Ethiopian Berbere Spice
about 3 tablespoons
Adapted from the cook book, Sundays At Moosewood Restaurant
Cumin Seeds – 2 tsp
Whole Cloves – 4
Cardamom Seeds – 1/2 tsp (crush cardamom pods with a wooden spoon to remove the seeds)
Whole Black Peppercorns – 1/2 tsp
Whole Allspice – 1/4 tsp
Fenugreek Seeds – 1 tsp
Coriander Seeds – 1/2 tsp
Dried Red Chiles – 5
Fresh Ginger, minced – 1/2 tsp
Turmeric – 1/4 tsp
Salt – 1 tsp
Sweet Hungarian Paprika – 2 1/2 tbsp
Ground Cinnamon – 1/8 tsp
Ground cloves – 1/8 tsp

Heat a skillet on medium-low. Add the first 7 ingredients (cumin seeds through coriander seeds) to the skillet. Toast the spices, stirring constantly, for about 2 minutes.
Cool the toasted spices and add them to a spice grinder. Add all the other remaining ingredients to the spice grinder as well.
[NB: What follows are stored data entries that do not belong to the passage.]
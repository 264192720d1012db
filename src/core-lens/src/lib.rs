pub mod analyzer;
pub mod common;
pub mod pipeline;

pub use analyzer::{AnalyzeError, HttpFetcher, PageAnalyzer, PageFetcher, analyze_html};
pub use common::{
    AuthConfig, DEFAULT_LOG_SETTINGS, FetchConfig, check_non_empty_env_vars, get_api_base_url, get_auth_config,
    get_db_pool, get_fetch_config, get_frontend_origin, setup_logging,
};
pub use pipeline::{BatchAborted, JobPipeline, PipelineError, Transition};
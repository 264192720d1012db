//! Test utilities: an in-memory store, record builders and test database access.
//!
//! [`MemoryStore`] implements both persistence traits with the same observable
//! semantics as the Postgres store (uniqueness, cascading user deletion,
//! pause-flag resolution), so pipeline and route tests run without a database.
//! Tests against Postgres itself go through [`test_db_pool`].

use std::collections::HashMap;
use std::sync::atomic::{AtomicBool, Ordering};

use async_trait::async_trait;
use chrono::Utc;
use tokio::sync::RwLock;
use uuid::Uuid;

use crate::db::{DbPool, connect_pool};
use crate::models::{
    HeadingCounts, JobRecord, JobStatus, JobSummary, LinkDetail, LinkList, PageSnapshot, StatusRule, User, UserId,
};
use crate::schema;
use crate::store::{JobStore, StoreError, UserStore};

#[derive(Default)]
pub struct MemoryStore {
    jobs: RwLock<HashMap<Uuid, JobRecord>>,
    users: RwLock<HashMap<UserId, User>>,
    unavailable: AtomicBool,
}

impl MemoryStore {
    pub fn new() -> Self {
        Self::default()
    }

    /// Makes every subsequent call fail with [`StoreError::Pool`], as if the database went away.
    pub fn set_unavailable(&self, unavailable: bool) {
        self.unavailable.store(unavailable, Ordering::SeqCst);
    }

    fn check_available(&self) -> Result<(), StoreError> {
        if self.unavailable.load(Ordering::SeqCst) {
            return Err(StoreError::Pool("store unavailable".to_string()));
        }
        Ok(())
    }

    /// Inserts or overwrites a job as-is. Bypasses uniqueness checks.
    pub async fn put_job(&self, job: JobRecord) {
        self.jobs.write().await.insert(job.id, job);
    }

    pub async fn job_count(&self) -> usize {
        self.jobs.read().await.len()
    }
}

#[async_trait]
impl JobStore for MemoryStore {
    async fn find_job(&self, id: Uuid) -> Result<Option<JobRecord>, StoreError> {
        self.check_available()?;
        Ok(self.jobs.read().await.get(&id).cloned())
    }

    async fn find_job_by_url(&self, owner: UserId, url: &str) -> Result<Option<JobRecord>, StoreError> {
        self.check_available()?;
        let jobs = self.jobs.read().await;
        Ok(jobs.values().find(|job| job.owner_id == owner && job.url == url).cloned())
    }

    async fn insert_job(&self, job: &JobRecord) -> Result<(), StoreError> {
        self.check_available()?;
        let mut jobs = self.jobs.write().await;
        if jobs.values().any(|j| j.owner_id == job.owner_id && j.url == job.url) || jobs.contains_key(&job.id) {
            return Err(StoreError::Conflict(format!("job for {} already exists", job.url)));
        }
        jobs.insert(job.id, job.clone());
        Ok(())
    }

    async fn commit_snapshot(
        &self,
        id: Uuid,
        snapshot: PageSnapshot,
        rule: StatusRule,
    ) -> Result<Option<JobRecord>, StoreError> {
        self.check_available()?;
        // Holding the write lock across read and write mirrors the row lock.
        let mut jobs = self.jobs.write().await;
        let Some(job) = jobs.get_mut(&id) else {
            return Ok(None);
        };
        let (status, pause_requested) = rule.resolve(job.pause_requested);
        job.apply_snapshot(snapshot, status, pause_requested, Utc::now());
        Ok(Some(job.clone()))
    }

    async fn mark_error(&self, id: Uuid) -> Result<Option<JobRecord>, StoreError> {
        self.check_available()?;
        let mut jobs = self.jobs.write().await;
        Ok(jobs.get_mut(&id).map(|job| {
            job.status = JobStatus::Error;
            job.updated_at = Utc::now();
            job.clone()
        }))
    }

    async fn toggle_pause(&self, id: Uuid) -> Result<Option<JobRecord>, StoreError> {
        self.check_available()?;
        let mut jobs = self.jobs.write().await;
        Ok(jobs.get_mut(&id).map(|job| {
            job.pause_requested = !job.pause_requested;
            job.clone()
        }))
    }

    async fn delete_job(&self, id: Uuid) -> Result<bool, StoreError> {
        self.check_available()?;
        Ok(self.jobs.write().await.remove(&id).is_some())
    }

    async fn delete_owned_jobs(&self, owner: UserId, ids: &[Uuid]) -> Result<usize, StoreError> {
        self.check_available()?;
        let mut jobs = self.jobs.write().await;
        let before = jobs.len();
        jobs.retain(|id, job| !(job.owner_id == owner && ids.contains(id)));
        Ok(before - jobs.len())
    }

    async fn list_jobs(&self, owner: UserId) -> Result<Vec<JobSummary>, StoreError> {
        self.check_available()?;
        let jobs = self.jobs.read().await;
        let mut owned: Vec<&JobRecord> = jobs.values().filter(|job| job.owner_id == owner).collect();
        owned.sort_by_key(|job| (job.created_at, job.id));
        Ok(owned.into_iter().map(JobRecord::summary).collect())
    }
}

#[async_trait]
impl UserStore for MemoryStore {
    async fn insert_user(&self, user: &User) -> Result<(), StoreError> {
        self.check_available()?;
        let mut users = self.users.write().await;
        if users
            .values()
            .any(|u| u.username == user.username || u.email == user.email)
        {
            return Err(StoreError::Conflict(format!("user {} already exists", user.username)));
        }
        users.insert(user.id, user.clone());
        Ok(())
    }

    async fn find_user(&self, id: UserId) -> Result<Option<User>, StoreError> {
        self.check_available()?;
        Ok(self.users.read().await.get(&id).cloned())
    }

    async fn find_user_by_identifier(&self, identifier: &str) -> Result<Option<User>, StoreError> {
        self.check_available()?;
        let users = self.users.read().await;
        Ok(users.values().find(|user| user.matches_identifier(identifier)).cloned())
    }

    async fn delete_user(&self, id: UserId) -> Result<bool, StoreError> {
        self.check_available()?;
        let removed = self.users.write().await.remove(&id).is_some();
        if removed {
            self.jobs.write().await.retain(|_, job| job.owner_id != id);
        }
        Ok(removed)
    }
}

// =============================================================================
// Database Test Helpers
// =============================================================================

const SCHEMA_SQL: &str = include_str!("../migrations/2026-01-05-120000_create_users_and_jobs/up.sql");

/// A small pool on TEST_DATABASE_URL, or `None` when the variable is unset so
/// database tests can return early on machines without Postgres.
///
/// Creates the tables on first use if the database is empty. The database is
/// wiped by [`clean_test_db`], so never point this at one holding real data.
pub async fn test_db_pool() -> Option<DbPool> {
    use diesel::sql_types::Bool;
    use diesel_async::{RunQueryDsl, SimpleAsyncConnection};

    let database_url = std::env::var("TEST_DATABASE_URL").ok()?;

    let pool = connect_pool(&database_url, 4)
        .await
        .expect("Failed to create test database pool - is the test database running?");

    let mut conn = pool.get().await.expect("Failed to get database connection");
    let migrated: bool = diesel::select(diesel::dsl::sql::<Bool>("to_regclass('public.jobs') IS NOT NULL"))
        .get_result(&mut conn)
        .await
        .expect("Failed to inspect test database schema");
    if !migrated {
        conn.batch_execute(SCHEMA_SQL)
            .await
            .expect("Failed to create test database schema");
    }
    drop(conn);

    Some(pool)
}

/// Deletes every job and user.
pub async fn clean_test_db(pool: &DbPool) {
    use diesel_async::RunQueryDsl;

    let mut conn = pool.get().await.expect("Failed to get database connection");

    // Jobs first, they reference users
    diesel::delete(schema::jobs::table)
        .execute(&mut conn)
        .await
        .expect("Failed to clean jobs table");

    diesel::delete(schema::users::table)
        .execute(&mut conn)
        .await
        .expect("Failed to clean users table");
}

// =============================================================================
// Record builders
// =============================================================================

/// A snapshot with one of everything, titled `title`.
pub fn sample_snapshot(title: &str) -> PageSnapshot {
    let mut heading_counts = HeadingCounts::default();
    heading_counts.increment("h1");
    PageSnapshot {
        html_version: "HTML5".to_string(),
        title: title.to_string(),
        heading_counts,
        internal_links: LinkList(vec![LinkDetail::new("https://example.com/about", "About")]),
        external_links: LinkList(vec![LinkDetail::new("https://other.org/", "Other")]),
        inaccessible_links: LinkList::default(),
        has_login_form: false,
    }
}

/// Inserts a user with a placeholder password hash.
pub async fn create_test_user<S: UserStore + ?Sized>(store: &S, username: &str) -> User {
    let user = User::new(
        username.to_string(),
        format!("{}@example.com", username),
        "not-a-real-hash".to_string(),
    );
    store.insert_user(&user).await.expect("Failed to insert test user");
    user
}

/// Inserts a job for `owner` with the given status and a [`sample_snapshot`].
pub async fn create_test_job<S: JobStore + ?Sized>(store: &S, owner: UserId, url: &str, status: JobStatus) -> JobRecord {
    let mut job = JobRecord::new(owner, url.to_string(), sample_snapshot("Sample"));
    job.status = status;
    store.insert_job(&job).await.expect("Failed to insert test job");
    job
}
Grind to a fine powder.
Store Berbere in an air tight container in the fridge.
A slightly different version of Berbere is on the Congo cook book site.
How to use Berbere
The classic use for Berbere is in Wats (stews). Make Yemeser Wat by cooking lentils with some Berbere
Try sprinkling Berbere on french fries
Or make spicy ketchup using Berbere, recipe here
Do a Berbere stir fry using assorted vegetables or tofu
Berbere will also work well in any recipe that calls for Garam masala because Berbere and Garam masala have several ingredients in common.


{ 22 comments… read them below or add one }
I adore Ethiopian food but haven’t been able to find a recipe book – certainly not a veggie one
but this recipe is probably a good start… thank you!
If you ever come to London, I’ll point you at two of my favourite Ethiopian restaurants – and I’ll check out the one you recommend if I come back to DC.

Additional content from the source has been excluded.